This part of the programme will look at EU policy objectives related to security (including cybersecurity) and disaster risk reduction and resilience. It will also build on lessons learnt from the COVID-19 situation in terms of how to handle such crises.
This cluster is divided into 6 domains or destinations as they are called in Horizon Europe:
- Better Protect the EU and its Citizens against Crime and Terrorism
- Effective Management of EU External Borders
- Resilient Infrastructure
- Increased Cybersecurity
- Disaster-resilient Society for Europe
- Strengthening Security Research and Innovation
The purpose of the civil security approach is threefold. First, the Commission aims for solutions ready to use in the field. Therefore, security practitioners need to be involved in most project proposals as they are the end-users. A second objective is to produce security innovations in the EU so it becomes less dependent of other parts of the world in this sector. Finally the Commission wants to develop solutions for complex problems that the EU will face in about five years’ time so looking forward to the future is crucial.
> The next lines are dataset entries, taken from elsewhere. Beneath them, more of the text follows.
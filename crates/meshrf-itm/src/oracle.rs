//! The propagation oracle seam.

use crate::{ItmResult, LinkParameters, PathLoss};

/// A point-to-point path-loss estimator treated as a black box.
///
/// The profile is passed in PFL layout (`[n - 1, step_m, z0 .. z(n-1)]`, see
/// [`TerrainProfile::to_pfl`](crate::TerrainProfile::to_pfl)) so callers can
/// reuse one owned buffer across many queries. A returned `Err` is the
/// failure status of that single query; callers decide whether to continue.
///
/// Implementations must be shareable across worker threads.
pub trait PropagationOracle: Send + Sync {
    /// Estimate the basic transmission loss along `pfl`.
    fn estimate_path_loss(&self, pfl: &[f64], link: &LinkParameters) -> ItmResult<PathLoss>;
}

impl<O: PropagationOracle + ?Sized> PropagationOracle for &O {
    fn estimate_path_loss(&self, pfl: &[f64], link: &LinkParameters) -> ItmResult<PathLoss> {
        (**self).estimate_path_loss(pfl, link)
    }
}

impl<O: PropagationOracle + ?Sized> PropagationOracle for Box<O> {
    fn estimate_path_loss(&self, pfl: &[f64], link: &LinkParameters) -> ItmResult<PathLoss> {
        (**self).estimate_path_loss(pfl, link)
    }
}
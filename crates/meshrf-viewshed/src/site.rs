//! Candidate transmitter sites.

use meshrf_dem::GridPoint;

/// A transmitter location on the grid with its antenna height above ground.
#[derive(Debug, Clone, Copy, PartialEq)]
pub struct Site {
    /// Grid cell of the antenna mast.
    pub position: GridPoint,
    /// Antenna height above ground level in meters.
    pub antenna_height_m: f64,
}

impl Site {
    /// Create a site at grid cell `(x, y)`.
    pub fn new(x: i32, y: i32, antenna_height_m: f64) -> Self {
        Self {
            position: GridPoint::new(x, y),
            antenna_height_m,
        }
    }
}
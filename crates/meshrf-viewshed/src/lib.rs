//! # meshrf-viewshed
//!
//! Line-of-sight visibility from a transmitter over an [`ElevationGrid`],
//! with Earth-curvature correction under standard atmospheric refraction.
//!
//! The main entry point is [`compute_visibility`], which returns a
//! [`VisibilityMask`] for one transmitter. [`Viewshed`] exposes the same
//! sweep piece by piece: ray endpoints, single-ray casting, a rayon-parallel
//! variant and a single-cell probe that avoids building a mask.
//!
//! ## Examples
//!
//! ```
//! use meshrf_dem::{ElevationGrid, GridPoint};
//! use meshrf_viewshed::{Site, Viewshed};
//!
//! let mut data = vec![100.0f32; 50 * 50];
//! data[25 * 50 + 30] = 400.0; // ridge cell east of the site
//! let grid = ElevationGrid::try_new(50, 50, 30.0, data)?;
//!
//! let site = Site::new(25, 25, 10.0);
//! let viewshed = Viewshed::for_site(&grid, &site, 20);
//! let mask = viewshed.compute();
//!
//! assert!(mask.is_visible(30, 25));
//! assert!(!mask.is_visible(40, 25));
//! assert!(!viewshed.is_visible(GridPoint::new(40, 25)));
//! # Ok::<(), meshrf_dem::DemError>(())
//! ```

mod error;
mod line;
mod mask;
mod site;
mod viewshed;

pub use error::ViewshedError;
pub use line::GridLine;
pub use mask::VisibilityMask;
pub use site::Site;
pub use viewshed::{compute_visibility, Viewshed, MIN_DISTANCE_M};

pub use meshrf_dem::{ElevationGrid, GridPoint};

/// Whether `target` is visible from `site`, using the grid's ground-sample
/// distance.
///
/// Equivalent to `compute_visibility(..).is_visible(target.x, target.y)`
/// but only marches the rays that can reach `target`.
pub fn is_point_visible(
    grid: &ElevationGrid,
    site: &Site,
    max_range_pixels: u32,
    target: GridPoint,
) -> bool {
    Viewshed::for_site(grid, site, max_range_pixels).is_visible(target)
}
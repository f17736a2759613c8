//! Oracle error types.

use std::fmt;
use thiserror::Error;

/// Result type for oracle queries.
pub type ItmResult<T> = Result<T, ItmError>;

/// A [`LinkParameters`](crate::LinkParameters) input the model refused.
#[derive(Debug, Clone, Copy, PartialEq, Eq)]
pub enum LinkInput {
    TxHeight,
    RxHeight,
    Climate,
    TimePct,
    LocationPct,
    SituationPct,
    SurfaceRefractivity,
    Frequency,
    Polarization,
    GroundPermittivity,
    GroundConductivity,
    Mdvar,
}

impl LinkInput {
    /// Map an ITM input-validation return code.
    fn from_code(code: i32) -> Option<Self> {
        Some(match code {
            1000 => Self::TxHeight,
            1001 => Self::RxHeight,
            1002 => Self::Climate,
            1003 => Self::TimePct,
            1004 => Self::LocationPct,
            1005 => Self::SituationPct,
            1008 => Self::SurfaceRefractivity,
            1009 => Self::Frequency,
            1010 => Self::Polarization,
            1011 => Self::GroundPermittivity,
            1012 => Self::GroundConductivity,
            1013 => Self::Mdvar,
            _ => return None,
        })
    }

    /// Field name in `LinkParameters` and its accepted range.
    pub fn describe(self) -> (&'static str, &'static str) {
        match self {
            Self::TxHeight => ("tx_height_m", "0.5 to 3000 m"),
            Self::RxHeight => ("rx_height_m", "0.5 to 3000 m"),
            Self::Climate => ("climate", "one of the seven radio climates"),
            Self::TimePct => ("time_pct", "0 < time < 100"),
            Self::LocationPct => ("location_pct", "0 < location < 100"),
            Self::SituationPct => ("situation_pct", "0 < situation < 100"),
            Self::SurfaceRefractivity => ("surface_refractivity", "250 to 400 N-units"),
            Self::Frequency => ("frequency_mhz", "20 to 20000 MHz"),
            Self::Polarization => ("polarization", "horizontal or vertical"),
            Self::GroundPermittivity => ("ground_permittivity", "> 1"),
            Self::GroundConductivity => ("ground_conductivity", "> 0"),
            Self::Mdvar => ("mdvar", "a supported variability mode"),
        }
    }
}

impl fmt::Display for LinkInput {
    fn fmt(&self, f: &mut fmt::Formatter<'_>) -> fmt::Result {
        let (field, range) = self.describe();
        write!(f, "{field} (expected {range})")
    }
}

/// Why an oracle query produced no loss.
#[derive(Debug, Error, Clone, PartialEq)]
pub enum ItmError {
    #[error("ITM library not found; set MESHRF_ITM_LIBRARY or put it on the loader path")]
    LibraryNotFound,

    #[error("Failed to load ITM library: {0}")]
    LoadError(String),

    #[error("Symbol not found in ITM library: {0}")]
    SymbolNotFound(String),

    /// A link parameter is outside the model's validity range.
    #[error("Link parameter out of range: {0}")]
    InvalidInput(LinkInput),

    /// The path is too short or too long for the model.
    #[error("Path distance out of range")]
    DistanceOutOfRange,

    /// The PFL array is malformed.
    #[error("Invalid terrain profile")]
    InvalidTerrainProfile,

    #[error("ITM error code: {0}")]
    Unknown(i32),
}

impl ItmError {
    /// Translate a failing ITM return code.
    pub fn from_code(code: i32) -> Self {
        match code {
            1014 => Self::DistanceOutOfRange,
            1018 => Self::InvalidTerrainProfile,
            _ => LinkInput::from_code(code).map_or(Self::Unknown(code), Self::InvalidInput),
        }
    }
}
In the field of security research it is also important that projects take into account human factors and the societal context, and ensure the respect of fundamental rights (e.g. protection of personal data). Citizens and communities should be engaged as well so as to improve the quality of results and above all to build public trust in the proposed solutions.
The background of all this stems from a vision about how innovation in civil security should evolve over the coming years. The must-read documents in this respect are the Security Union Strategy, the Counter-Terrorism Agenda, the border management and security dimensions of the New Pact on Migration and Asylum, EU Disaster Risk Reduction policies, the EU Climate Adaptation Strategy, the EU Maritime Security Strategy and the EU Cybersecurity Strategy.